What is being asked → The exercise asks you to copy every line below in which "roots" appears.

Available records →
#####
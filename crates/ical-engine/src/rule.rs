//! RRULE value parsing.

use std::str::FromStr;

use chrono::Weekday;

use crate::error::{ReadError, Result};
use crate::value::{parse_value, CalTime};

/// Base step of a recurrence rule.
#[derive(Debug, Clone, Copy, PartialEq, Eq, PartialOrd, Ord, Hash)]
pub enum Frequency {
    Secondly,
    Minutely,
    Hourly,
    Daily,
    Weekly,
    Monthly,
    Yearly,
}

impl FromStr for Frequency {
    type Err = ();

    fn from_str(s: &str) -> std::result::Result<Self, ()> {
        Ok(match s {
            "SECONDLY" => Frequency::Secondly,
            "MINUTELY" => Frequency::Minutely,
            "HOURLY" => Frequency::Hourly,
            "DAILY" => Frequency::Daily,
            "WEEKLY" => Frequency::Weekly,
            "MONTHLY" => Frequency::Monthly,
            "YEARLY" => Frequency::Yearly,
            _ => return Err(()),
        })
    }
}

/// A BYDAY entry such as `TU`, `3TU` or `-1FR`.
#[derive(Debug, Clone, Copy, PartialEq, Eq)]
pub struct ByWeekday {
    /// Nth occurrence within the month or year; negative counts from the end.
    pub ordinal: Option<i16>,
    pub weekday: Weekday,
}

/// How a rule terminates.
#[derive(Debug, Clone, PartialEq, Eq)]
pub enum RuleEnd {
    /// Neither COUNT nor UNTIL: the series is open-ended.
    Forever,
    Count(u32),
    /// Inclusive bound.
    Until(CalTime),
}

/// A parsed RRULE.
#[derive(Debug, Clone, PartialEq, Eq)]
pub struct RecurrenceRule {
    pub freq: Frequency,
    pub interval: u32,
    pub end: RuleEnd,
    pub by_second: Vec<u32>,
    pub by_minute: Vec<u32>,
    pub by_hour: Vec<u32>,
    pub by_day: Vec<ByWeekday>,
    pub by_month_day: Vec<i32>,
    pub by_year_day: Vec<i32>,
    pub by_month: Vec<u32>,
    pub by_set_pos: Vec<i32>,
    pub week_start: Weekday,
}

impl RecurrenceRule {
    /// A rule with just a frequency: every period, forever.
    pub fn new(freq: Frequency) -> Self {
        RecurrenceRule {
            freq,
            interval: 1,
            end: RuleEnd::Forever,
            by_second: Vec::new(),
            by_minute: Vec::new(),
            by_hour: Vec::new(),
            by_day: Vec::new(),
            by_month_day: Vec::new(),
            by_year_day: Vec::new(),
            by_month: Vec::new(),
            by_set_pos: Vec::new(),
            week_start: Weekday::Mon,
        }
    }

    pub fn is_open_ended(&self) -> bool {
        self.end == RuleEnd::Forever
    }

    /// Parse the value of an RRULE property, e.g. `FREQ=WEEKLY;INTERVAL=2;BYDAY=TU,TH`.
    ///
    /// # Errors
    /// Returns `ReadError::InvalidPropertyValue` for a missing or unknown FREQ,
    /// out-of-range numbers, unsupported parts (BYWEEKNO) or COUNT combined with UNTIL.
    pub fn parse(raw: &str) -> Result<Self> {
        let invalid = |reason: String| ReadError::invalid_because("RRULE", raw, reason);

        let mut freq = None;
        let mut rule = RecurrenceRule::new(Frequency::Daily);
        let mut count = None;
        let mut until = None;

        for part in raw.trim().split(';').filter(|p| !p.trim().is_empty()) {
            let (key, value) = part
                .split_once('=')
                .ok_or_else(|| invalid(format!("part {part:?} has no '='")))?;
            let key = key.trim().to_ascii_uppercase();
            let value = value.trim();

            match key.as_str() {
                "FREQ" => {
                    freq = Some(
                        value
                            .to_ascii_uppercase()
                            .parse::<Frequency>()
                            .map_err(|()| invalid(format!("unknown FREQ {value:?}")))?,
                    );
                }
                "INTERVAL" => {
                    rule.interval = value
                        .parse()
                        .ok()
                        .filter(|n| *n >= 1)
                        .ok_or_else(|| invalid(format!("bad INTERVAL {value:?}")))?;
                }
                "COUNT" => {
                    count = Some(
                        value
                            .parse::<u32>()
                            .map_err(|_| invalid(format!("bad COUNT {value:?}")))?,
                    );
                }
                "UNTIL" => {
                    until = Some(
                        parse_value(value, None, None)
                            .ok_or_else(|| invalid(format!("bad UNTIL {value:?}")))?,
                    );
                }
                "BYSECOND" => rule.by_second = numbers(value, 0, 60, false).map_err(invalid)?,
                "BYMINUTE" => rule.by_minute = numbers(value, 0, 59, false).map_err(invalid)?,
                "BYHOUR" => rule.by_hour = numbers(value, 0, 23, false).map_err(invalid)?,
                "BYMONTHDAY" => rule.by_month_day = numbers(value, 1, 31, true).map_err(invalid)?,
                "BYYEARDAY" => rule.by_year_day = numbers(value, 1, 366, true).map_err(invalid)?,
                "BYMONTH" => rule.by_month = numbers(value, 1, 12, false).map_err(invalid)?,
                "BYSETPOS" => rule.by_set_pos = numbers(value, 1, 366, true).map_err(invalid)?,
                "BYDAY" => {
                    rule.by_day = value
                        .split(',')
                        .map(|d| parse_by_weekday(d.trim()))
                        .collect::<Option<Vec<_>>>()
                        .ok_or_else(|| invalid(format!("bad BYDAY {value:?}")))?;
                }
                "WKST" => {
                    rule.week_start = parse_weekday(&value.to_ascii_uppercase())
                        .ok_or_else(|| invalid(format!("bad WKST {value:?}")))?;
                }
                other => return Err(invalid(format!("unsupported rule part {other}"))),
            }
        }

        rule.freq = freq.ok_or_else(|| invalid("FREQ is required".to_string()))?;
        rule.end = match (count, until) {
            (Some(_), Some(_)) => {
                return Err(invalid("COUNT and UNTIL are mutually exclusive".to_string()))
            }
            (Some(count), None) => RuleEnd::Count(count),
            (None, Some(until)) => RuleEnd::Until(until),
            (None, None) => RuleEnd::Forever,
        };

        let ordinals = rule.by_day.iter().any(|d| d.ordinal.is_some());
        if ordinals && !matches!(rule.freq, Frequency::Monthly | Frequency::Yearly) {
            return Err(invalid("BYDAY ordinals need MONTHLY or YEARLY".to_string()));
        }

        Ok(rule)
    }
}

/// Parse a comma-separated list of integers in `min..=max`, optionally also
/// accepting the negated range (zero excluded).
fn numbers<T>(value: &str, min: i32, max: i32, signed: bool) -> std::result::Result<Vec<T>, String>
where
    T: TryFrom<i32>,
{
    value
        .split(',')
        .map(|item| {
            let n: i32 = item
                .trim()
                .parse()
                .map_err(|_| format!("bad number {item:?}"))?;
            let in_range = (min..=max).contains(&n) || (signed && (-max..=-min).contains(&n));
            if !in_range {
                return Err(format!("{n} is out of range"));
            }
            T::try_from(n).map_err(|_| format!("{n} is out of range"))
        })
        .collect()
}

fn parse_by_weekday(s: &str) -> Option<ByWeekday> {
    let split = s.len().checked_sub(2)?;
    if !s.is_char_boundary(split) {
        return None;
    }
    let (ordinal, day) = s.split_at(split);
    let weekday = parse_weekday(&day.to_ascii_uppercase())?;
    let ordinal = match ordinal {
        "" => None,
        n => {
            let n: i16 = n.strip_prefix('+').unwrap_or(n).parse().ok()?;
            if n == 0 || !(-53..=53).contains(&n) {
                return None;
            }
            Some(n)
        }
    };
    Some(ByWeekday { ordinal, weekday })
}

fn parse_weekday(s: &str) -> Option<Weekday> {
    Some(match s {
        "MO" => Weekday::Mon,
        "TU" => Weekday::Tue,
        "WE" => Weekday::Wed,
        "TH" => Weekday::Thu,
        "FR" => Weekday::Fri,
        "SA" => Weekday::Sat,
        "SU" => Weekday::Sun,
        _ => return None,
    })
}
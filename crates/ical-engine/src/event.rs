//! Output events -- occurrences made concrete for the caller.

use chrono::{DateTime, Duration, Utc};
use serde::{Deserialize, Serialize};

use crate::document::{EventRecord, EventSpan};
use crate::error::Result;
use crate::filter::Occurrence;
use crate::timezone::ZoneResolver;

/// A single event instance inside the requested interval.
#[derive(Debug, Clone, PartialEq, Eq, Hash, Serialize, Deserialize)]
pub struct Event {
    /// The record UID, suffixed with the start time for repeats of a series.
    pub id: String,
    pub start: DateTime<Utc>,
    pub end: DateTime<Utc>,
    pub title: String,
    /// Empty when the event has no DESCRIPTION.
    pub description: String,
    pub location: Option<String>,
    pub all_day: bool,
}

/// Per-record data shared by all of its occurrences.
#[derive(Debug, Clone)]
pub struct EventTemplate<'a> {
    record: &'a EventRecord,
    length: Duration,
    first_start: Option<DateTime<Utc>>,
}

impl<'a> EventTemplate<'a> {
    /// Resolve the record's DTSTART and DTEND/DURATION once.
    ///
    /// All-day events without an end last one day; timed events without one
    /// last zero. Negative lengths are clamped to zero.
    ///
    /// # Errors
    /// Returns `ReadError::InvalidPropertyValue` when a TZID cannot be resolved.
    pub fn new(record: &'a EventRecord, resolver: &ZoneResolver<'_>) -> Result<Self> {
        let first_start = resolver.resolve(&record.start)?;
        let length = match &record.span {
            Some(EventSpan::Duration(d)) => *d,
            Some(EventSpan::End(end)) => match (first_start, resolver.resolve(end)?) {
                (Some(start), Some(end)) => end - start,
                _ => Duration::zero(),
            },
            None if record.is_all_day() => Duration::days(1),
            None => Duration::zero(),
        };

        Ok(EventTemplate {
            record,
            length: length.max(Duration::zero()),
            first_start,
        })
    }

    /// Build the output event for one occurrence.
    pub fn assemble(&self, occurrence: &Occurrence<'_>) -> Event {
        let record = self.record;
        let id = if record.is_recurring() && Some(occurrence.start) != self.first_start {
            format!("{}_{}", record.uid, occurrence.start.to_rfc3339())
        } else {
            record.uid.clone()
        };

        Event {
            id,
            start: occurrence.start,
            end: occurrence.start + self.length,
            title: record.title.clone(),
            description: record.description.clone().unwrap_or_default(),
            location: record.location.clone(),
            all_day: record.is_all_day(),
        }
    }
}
#####
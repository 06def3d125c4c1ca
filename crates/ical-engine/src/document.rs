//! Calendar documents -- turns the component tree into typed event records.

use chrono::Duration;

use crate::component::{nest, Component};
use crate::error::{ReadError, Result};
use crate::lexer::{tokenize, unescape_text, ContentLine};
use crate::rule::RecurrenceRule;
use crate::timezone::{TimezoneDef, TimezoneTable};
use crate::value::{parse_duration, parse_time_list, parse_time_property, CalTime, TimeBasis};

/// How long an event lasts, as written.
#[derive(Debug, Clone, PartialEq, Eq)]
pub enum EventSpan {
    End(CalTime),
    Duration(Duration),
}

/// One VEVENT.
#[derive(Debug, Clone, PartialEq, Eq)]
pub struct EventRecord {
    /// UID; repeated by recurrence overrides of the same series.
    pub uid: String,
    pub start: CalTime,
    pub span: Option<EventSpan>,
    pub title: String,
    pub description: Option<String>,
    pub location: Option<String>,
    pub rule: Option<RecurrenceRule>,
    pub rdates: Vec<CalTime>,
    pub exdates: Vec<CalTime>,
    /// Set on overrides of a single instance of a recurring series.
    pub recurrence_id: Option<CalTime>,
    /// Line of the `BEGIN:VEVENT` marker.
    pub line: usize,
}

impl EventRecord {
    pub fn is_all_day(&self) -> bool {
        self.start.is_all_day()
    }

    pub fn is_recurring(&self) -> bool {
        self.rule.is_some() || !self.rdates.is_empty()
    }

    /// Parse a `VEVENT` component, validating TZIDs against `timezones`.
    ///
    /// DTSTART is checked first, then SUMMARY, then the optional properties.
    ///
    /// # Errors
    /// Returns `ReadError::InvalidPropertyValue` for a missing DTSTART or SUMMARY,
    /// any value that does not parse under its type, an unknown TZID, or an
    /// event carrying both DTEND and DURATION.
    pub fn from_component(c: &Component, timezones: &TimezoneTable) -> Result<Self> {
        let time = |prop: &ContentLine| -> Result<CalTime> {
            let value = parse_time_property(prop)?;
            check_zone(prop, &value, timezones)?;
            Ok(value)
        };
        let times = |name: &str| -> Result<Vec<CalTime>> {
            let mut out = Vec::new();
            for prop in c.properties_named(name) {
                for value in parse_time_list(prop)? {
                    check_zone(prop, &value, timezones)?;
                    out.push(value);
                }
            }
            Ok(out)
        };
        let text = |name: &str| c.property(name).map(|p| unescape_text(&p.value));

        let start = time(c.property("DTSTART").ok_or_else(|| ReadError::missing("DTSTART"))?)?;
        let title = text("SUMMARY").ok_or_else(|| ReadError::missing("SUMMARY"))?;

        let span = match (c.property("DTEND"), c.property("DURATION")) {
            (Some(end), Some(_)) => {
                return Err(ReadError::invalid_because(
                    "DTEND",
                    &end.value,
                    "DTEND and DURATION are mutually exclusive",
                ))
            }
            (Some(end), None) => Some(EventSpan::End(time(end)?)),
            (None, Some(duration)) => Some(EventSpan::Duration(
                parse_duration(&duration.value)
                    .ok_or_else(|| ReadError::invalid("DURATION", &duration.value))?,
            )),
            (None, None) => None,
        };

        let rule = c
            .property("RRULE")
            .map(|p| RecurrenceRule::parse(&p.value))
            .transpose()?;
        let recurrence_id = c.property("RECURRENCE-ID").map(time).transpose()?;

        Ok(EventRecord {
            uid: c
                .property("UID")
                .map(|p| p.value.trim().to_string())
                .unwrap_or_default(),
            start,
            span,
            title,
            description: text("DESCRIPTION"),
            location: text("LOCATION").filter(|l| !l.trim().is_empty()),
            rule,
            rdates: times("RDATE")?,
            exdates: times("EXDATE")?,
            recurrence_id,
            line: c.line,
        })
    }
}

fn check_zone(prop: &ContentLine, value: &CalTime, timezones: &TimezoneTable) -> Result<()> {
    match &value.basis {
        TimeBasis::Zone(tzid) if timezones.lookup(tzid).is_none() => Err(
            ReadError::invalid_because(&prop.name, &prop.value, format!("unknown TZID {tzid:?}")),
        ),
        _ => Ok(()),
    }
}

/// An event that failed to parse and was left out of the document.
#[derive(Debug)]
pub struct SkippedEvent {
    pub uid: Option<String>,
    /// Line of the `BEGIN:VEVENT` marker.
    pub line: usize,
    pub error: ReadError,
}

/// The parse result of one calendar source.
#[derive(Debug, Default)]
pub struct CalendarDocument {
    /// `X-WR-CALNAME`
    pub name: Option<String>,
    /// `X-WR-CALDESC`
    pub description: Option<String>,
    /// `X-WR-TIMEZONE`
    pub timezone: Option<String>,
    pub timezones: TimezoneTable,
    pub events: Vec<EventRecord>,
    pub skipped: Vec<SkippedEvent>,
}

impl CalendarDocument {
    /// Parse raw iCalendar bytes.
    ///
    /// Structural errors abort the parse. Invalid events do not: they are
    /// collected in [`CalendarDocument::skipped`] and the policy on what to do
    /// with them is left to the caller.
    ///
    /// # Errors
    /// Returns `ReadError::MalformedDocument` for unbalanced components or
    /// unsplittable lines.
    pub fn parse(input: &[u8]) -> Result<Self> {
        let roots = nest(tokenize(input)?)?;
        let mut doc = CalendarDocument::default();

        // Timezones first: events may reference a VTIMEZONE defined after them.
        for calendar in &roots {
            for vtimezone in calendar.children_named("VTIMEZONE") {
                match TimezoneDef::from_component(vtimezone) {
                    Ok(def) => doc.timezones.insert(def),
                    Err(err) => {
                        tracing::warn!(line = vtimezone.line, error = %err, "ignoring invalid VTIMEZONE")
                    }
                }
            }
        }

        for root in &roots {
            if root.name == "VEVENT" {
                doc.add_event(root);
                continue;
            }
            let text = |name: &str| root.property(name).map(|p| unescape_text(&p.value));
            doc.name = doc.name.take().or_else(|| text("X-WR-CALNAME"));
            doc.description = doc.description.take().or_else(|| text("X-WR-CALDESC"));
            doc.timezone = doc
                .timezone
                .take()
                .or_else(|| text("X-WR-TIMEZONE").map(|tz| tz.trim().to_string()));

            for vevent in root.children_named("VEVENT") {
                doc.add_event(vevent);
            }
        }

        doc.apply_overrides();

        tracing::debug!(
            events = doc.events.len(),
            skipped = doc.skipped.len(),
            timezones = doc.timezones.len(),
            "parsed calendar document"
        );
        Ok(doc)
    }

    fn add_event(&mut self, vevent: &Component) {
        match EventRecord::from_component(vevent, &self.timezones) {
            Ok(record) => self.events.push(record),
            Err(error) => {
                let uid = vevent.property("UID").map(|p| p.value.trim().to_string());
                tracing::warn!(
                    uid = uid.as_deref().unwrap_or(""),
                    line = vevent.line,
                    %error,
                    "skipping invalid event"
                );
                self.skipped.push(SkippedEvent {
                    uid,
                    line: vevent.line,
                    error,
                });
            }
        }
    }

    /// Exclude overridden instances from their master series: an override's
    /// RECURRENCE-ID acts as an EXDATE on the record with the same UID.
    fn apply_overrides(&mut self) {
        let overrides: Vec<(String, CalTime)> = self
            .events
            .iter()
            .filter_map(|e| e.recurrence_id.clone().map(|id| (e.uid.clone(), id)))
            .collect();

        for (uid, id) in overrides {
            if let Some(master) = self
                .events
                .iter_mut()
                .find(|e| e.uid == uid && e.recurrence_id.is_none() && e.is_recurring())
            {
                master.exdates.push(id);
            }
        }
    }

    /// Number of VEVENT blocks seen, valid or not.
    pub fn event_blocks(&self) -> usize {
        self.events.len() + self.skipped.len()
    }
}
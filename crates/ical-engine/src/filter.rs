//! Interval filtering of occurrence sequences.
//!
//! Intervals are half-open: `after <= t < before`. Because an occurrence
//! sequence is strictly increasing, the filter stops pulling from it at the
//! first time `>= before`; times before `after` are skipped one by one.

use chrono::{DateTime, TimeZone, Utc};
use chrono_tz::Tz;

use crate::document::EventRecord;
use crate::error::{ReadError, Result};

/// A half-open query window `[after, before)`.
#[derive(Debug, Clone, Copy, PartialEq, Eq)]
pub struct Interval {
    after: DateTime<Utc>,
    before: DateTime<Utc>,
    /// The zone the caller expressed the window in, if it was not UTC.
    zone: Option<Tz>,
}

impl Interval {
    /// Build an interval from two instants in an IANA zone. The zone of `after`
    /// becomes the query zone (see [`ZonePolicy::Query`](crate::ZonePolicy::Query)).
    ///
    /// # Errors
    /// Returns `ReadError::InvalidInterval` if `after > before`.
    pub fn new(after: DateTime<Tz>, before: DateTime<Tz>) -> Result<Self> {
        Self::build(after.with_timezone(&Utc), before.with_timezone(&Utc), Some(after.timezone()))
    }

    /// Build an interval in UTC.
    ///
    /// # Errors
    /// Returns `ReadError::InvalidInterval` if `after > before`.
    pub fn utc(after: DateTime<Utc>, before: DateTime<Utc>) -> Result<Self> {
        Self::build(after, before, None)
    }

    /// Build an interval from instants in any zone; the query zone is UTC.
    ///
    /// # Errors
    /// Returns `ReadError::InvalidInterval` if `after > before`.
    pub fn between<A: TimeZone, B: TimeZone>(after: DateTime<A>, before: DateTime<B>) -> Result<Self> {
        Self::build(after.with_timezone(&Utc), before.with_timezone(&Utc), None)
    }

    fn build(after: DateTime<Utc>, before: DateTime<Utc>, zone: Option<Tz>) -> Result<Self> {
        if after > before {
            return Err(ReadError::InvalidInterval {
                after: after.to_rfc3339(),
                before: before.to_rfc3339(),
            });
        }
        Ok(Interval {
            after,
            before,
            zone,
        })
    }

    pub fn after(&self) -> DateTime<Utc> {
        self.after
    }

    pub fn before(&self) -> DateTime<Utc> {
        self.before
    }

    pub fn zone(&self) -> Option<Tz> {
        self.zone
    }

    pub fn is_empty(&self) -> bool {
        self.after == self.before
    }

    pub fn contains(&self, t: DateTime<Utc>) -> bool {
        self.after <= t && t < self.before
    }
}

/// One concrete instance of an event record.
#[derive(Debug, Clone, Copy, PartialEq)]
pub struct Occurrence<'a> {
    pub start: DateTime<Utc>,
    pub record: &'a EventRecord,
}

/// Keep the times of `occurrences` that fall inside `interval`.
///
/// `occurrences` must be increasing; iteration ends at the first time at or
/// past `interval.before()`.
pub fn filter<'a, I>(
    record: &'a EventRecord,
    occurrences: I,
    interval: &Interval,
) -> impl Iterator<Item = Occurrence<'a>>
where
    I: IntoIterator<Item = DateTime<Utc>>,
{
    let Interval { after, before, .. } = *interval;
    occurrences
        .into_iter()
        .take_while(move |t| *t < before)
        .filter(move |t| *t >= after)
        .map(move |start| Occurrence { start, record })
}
#####
Solution to this problem →
        let roots = nest(tokenize(input)?)?;
        for calendar in &roots {
        for root in &roots {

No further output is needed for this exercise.